Ma petite dernière m’accompagne dans mes déplacements promotionnels. En revanche, pour un tournage, j’essaie dans la mesure du possible de rester près de chez moi. Surtout que l’aîné traverse une période difficile, le cadet a des examens, le troisième attend qu’on ne soit pas à la maison pour faire la fête… L’année dernière, j’avais un script formidable, mais j’ai dit que je le ferais à condition que le tournage ait lieu en Australie. Les producteurs ont évalué le budget, se sont aperçus qu’on pouvait filmer en décors… Du coup, ils ont accepté. Mais cela ne me dérange pas de refuser des films. Personne n’est indispensable, et il faut laisser du travail aux autres. Mon mari a une carrière, on a de quoi vivre, tout va bien.

On chuchote que vous avez rencontré votre mari à une partie de poker. C’est vrai ?

Oui ! Je joue aussi, mais pas très bien. J’ai rencontré Andrew lors d’une partie, on s’est embrassés et, trois semaines plus tard, on s’est mariés !

Et vous jouez encore ?

Lui, surtout. Il se débrouille bien. J’aime le poker : c’est une leçon de vie et on apprend sur soi.

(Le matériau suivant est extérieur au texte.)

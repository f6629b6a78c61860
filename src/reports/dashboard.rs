// Dashboard aggregation
// Pure functions over loaded history: per-destination totals, failure
// filtering and overall summary
//
// Numan Thabit 2025 Nov

use crate::history::HistoryEntry;
use crate::networks::NetworkId;
use rust_decimal::Decimal;
use serde::Serialize;
use std::collections::BTreeMap;
use std::fmt;

/// Grouping key for totals; entries without a recognised network land in `Unknown`.
#[derive(Debug, Clone, Copy, PartialEq, Eq, PartialOrd, Ord, Hash)]
pub enum Destination {
    Network(NetworkId),
    Unknown,
}

impl fmt::Display for Destination {
    fn fmt(&self, f: &mut fmt::Formatter<'_>) -> fmt::Result {
        match self {
            Destination::Network(network) => write!(f, "{network}"),
            Destination::Unknown => f.write_str("Unknown"),
        }
    }
}

impl From<Option<NetworkId>> for Destination {
    fn from(network: Option<NetworkId>) -> Self {
        network.map_or(Destination::Unknown, Destination::Network)
    }
}

pub fn totals_by_destination(history: &[HistoryEntry]) -> BTreeMap<Destination, Decimal> {
    history.iter().fold(BTreeMap::new(), |mut acc, entry| {
        *acc.entry(Destination::from(entry.network))
            .or_insert(Decimal::ZERO) += entry.amount;
        acc
    })
}

pub fn failed_only(history: &[HistoryEntry]) -> Vec<HistoryEntry> {
    history.iter().filter(|e| e.is_failed()).cloned().collect()
}

#[derive(Debug, Clone, PartialEq, Eq, Serialize)]
#[serde(rename_all = "camelCase")]
pub struct HistorySummary {
    pub total_transactions: usize,
    pub failed_transactions: usize,
    pub total_amount: Decimal,
}

pub fn summary(history: &[HistoryEntry]) -> HistorySummary {
    HistorySummary {
        total_transactions: history.len(),
        failed_transactions: history.iter().filter(|e| e.is_failed()).count(),
        total_amount: history.iter().map(|e| e.amount).sum(),
    }
}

Votre carrière a décollé en même temps que celle de Kate Winslet. Elle avec Titanic, vous avec Elizabeth. On vous confond toujours toutes les deux ?

Mais oui ! Combien de fois ne m’a-t-on pas félicitée pour Titanic ! Je ne m’en lasse pas. Je ne démens pas et je dis merci. Il y a une semaine encore, quelqu’un m’a arrêtée et lancé :  » Etes-vous qui je pense ? » J’ai répondu :  » C’est-à-dire ? » –  » Kate Winslet ! » La personne était si contente… J’ai récolté les compliments et j’ai continué mon chemin. Et vous ne connaissez pas la meilleure ? Kate et moi avons le même agent !

Lisez-vous ce qu’on raconte sur vous sur Internet ?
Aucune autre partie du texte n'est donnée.